The objectives of pre-action protocols are to:

  • Encourage the exchange of early and full information about a prospective claim.
  • Enable parties to avoid litigation by agreeing a settlement of a claim before the commencement of proceedings.
  • Support the efficient management of proceedings where litigation cannot be avoided.

Why are the pre-action protocols important?

Before proceedings are commenced, the parties are required to act reasonably in exchanging information and documents relevant to the dispute. The aim is to avoid the need for legal proceedings by encouraging resolution of the dispute by other means.

What is the purpose of the pre-action protocol?

The parties are expected to make appropriate attempts to resolve the dispute, whether by alternative dispute resolution (ADR), negotiations, offers of settlement or a combination of these methods.

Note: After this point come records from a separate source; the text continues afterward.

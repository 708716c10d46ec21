// Persistence interface for the ingested entity set

use std::collections::HashSet;
use std::fmt;

use serde::Serialize;

use crate::model::{Match, MatchId, MatchTeamStats, Team, TeamId, TeamRoundStats};

#[derive(Debug)]
pub enum StoreError {
    /// Backend failure (connection, SQL, IO).
    Backend(String),
    /// A unique key is already taken: team name, (team, round), (match, team).
    UniqueViolation(String),
    /// A referenced team or match does not exist.
    MissingReference(String),
}

impl fmt::Display for StoreError {
    fn fmt(&self, f: &mut fmt::Formatter<'_>) -> fmt::Result {
        match self {
            Self::Backend(msg) => write!(f, "store error: {msg}"),
            Self::UniqueViolation(what) => write!(f, "unique constraint violated: {what}"),
            Self::MissingReference(what) => write!(f, "missing reference: {what}"),
        }
    }
}

impl std::error::Error for StoreError {}

/// Row totals per entity type.
#[derive(Debug, Clone, Copy, Default, PartialEq, Eq, Serialize)]
pub struct EntityCounts {
    pub teams: usize,
    pub matches: usize,
    pub team_round_stats: usize,
    pub match_team_stats: usize,
}

/// Create/delete/update primitives the ingestion pipeline writes through.
///
/// Every call completes before the next row is processed. Implementations
/// enforce the unique keys (team name, team + round, match + team) and the
/// references between entities.
pub trait Store {
    /// Delete every entity, children first:
    /// match-team stats, team-round stats, matches, teams.
    fn clear_all(&mut self) -> Result<(), StoreError>;

    fn create_team(&mut self, team: &Team) -> Result<(), StoreError>;

    fn create_team_round_stats(&mut self, stats: &TeamRoundStats) -> Result<(), StoreError>;

    fn create_match(&mut self, m: &Match) -> Result<(), StoreError>;

    /// Both sides of one match, written together.
    fn create_match_team_stats(&mut self, sides: &[MatchTeamStats; 2]) -> Result<(), StoreError>;

    /// Set `match_points` on the (team, round) row. Returns false when no
    /// such row exists; nothing is created in that case.
    fn update_match_points(
        &mut self,
        team_id: TeamId,
        round: u32,
        match_points: u32,
    ) -> Result<bool, StoreError>;

    fn counts(&self) -> Result<EntityCounts, StoreError>;
}

/// Vec-backed store. Used for dry runs and tests.
#[derive(Debug, Default)]
pub struct MemoryStore {
    teams: Vec<Team>,
    matches: Vec<Match>,
    team_round_stats: Vec<TeamRoundStats>,
    match_team_stats: Vec<MatchTeamStats>,
}

impl MemoryStore {
    pub fn new() -> Self {
        Self::default()
    }

    pub fn teams(&self) -> &[Team] {
        &self.teams
    }

    pub fn matches(&self) -> &[Match] {
        &self.matches
    }

    pub fn team_round_stats(&self) -> &[TeamRoundStats] {
        &self.team_round_stats
    }

    pub fn match_team_stats(&self) -> &[MatchTeamStats] {
        &self.match_team_stats
    }

    pub fn team_by_name(&self, name: &str) -> Option<&Team> {
        self.teams.iter().find(|t| t.name == name)
    }

    pub fn round_stats_for(&self, team_id: TeamId, round: u32) -> Option<&TeamRoundStats> {
        self.team_round_stats
            .iter()
            .find(|s| s.team_id == team_id && s.round == round)
    }

    fn require_team(&self, id: TeamId) -> Result<(), StoreError> {
        if self.teams.iter().any(|t| t.id == id) {
            Ok(())
        } else {
            Err(StoreError::MissingReference(format!("team {id}")))
        }
    }

    fn require_match(&self, id: MatchId) -> Result<(), StoreError> {
        if self.matches.iter().any(|m| m.id == id) {
            Ok(())
        } else {
            Err(StoreError::MissingReference(format!("match {id}")))
        }
    }
}

impl Store for MemoryStore {
    fn clear_all(&mut self) -> Result<(), StoreError> {
        self.match_team_stats.clear();
        self.team_round_stats.clear();
        self.matches.clear();
        self.teams.clear();
        Ok(())
    }

    fn create_team(&mut self, team: &Team) -> Result<(), StoreError> {
        if self.teams.iter().any(|t| t.name == team.name || t.id == team.id) {
            return Err(StoreError::UniqueViolation(format!("team '{}'", team.name)));
        }
        self.teams.push(team.clone());
        Ok(())
    }

    fn create_team_round_stats(&mut self, stats: &TeamRoundStats) -> Result<(), StoreError> {
        self.require_team(stats.team_id)?;
        if self.round_stats_for(stats.team_id, stats.round).is_some() {
            return Err(StoreError::UniqueViolation(format!(
                "team round stats ({}, round {})",
                stats.team_id, stats.round
            )));
        }
        self.team_round_stats.push(stats.clone());
        Ok(())
    }

    fn create_match(&mut self, m: &Match) -> Result<(), StoreError> {
        self.require_team(m.team1_id)?;
        self.require_team(m.team2_id)?;
        if self.matches.iter().any(|existing| existing.id == m.id) {
            return Err(StoreError::UniqueViolation(format!("match {}", m.id)));
        }
        self.matches.push(m.clone());
        Ok(())
    }

    fn create_match_team_stats(&mut self, sides: &[MatchTeamStats; 2]) -> Result<(), StoreError> {
        let mut seen = HashSet::new();
        for side in sides {
            self.require_match(side.match_id)?;
            self.require_team(side.team_id)?;
            let taken = self
                .match_team_stats
                .iter()
                .any(|s| s.match_id == side.match_id && s.team_id == side.team_id);
            if taken || !seen.insert((side.match_id, side.team_id)) {
                return Err(StoreError::UniqueViolation(format!(
                    "match team stats ({}, {})",
                    side.match_id, side.team_id
                )));
            }
        }
        self.match_team_stats.extend(sides.iter().cloned());
        Ok(())
    }

    fn update_match_points(
        &mut self,
        team_id: TeamId,
        round: u32,
        match_points: u32,
    ) -> Result<bool, StoreError> {
        match self
            .team_round_stats
            .iter_mut()
            .find(|s| s.team_id == team_id && s.round == round)
        {
            Some(row) => {
                row.match_points = match_points;
                Ok(true)
            }
            None => Ok(false),
        }
    }

    fn counts(&self) -> Result<EntityCounts, StoreError> {
        Ok(EntityCounts {
            teams: self.teams.len(),
            matches: self.matches.len(),
            team_round_stats: self.team_round_stats.len(),
            match_team_stats: self.match_team_stats.len(),
        })
    }
}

Settlement is usually a sensible option for all parties to consider at the pre-action stage, in order to save the costs of litigation and to eliminate risk. If proceedings are commenced, then the CPR and the courts encourage the parties to consider settlement options during the course of the litigation.

What is a limitation date expires during the pre-action stage?

The Practice Direction and the pre-action protocols do not alter the statutory time limits for starting court proceedings. If a claim is issued after the relevant limitation period has expired, the defendant will be entitled to use that as a defence to the claim.

If proceedings are started to comply with the statutory time limit before the parties have followed the procedures in this Practice Direction or the relevant pre-action protocol, the parties should apply to the court for a stay of the proceedings while they so comply.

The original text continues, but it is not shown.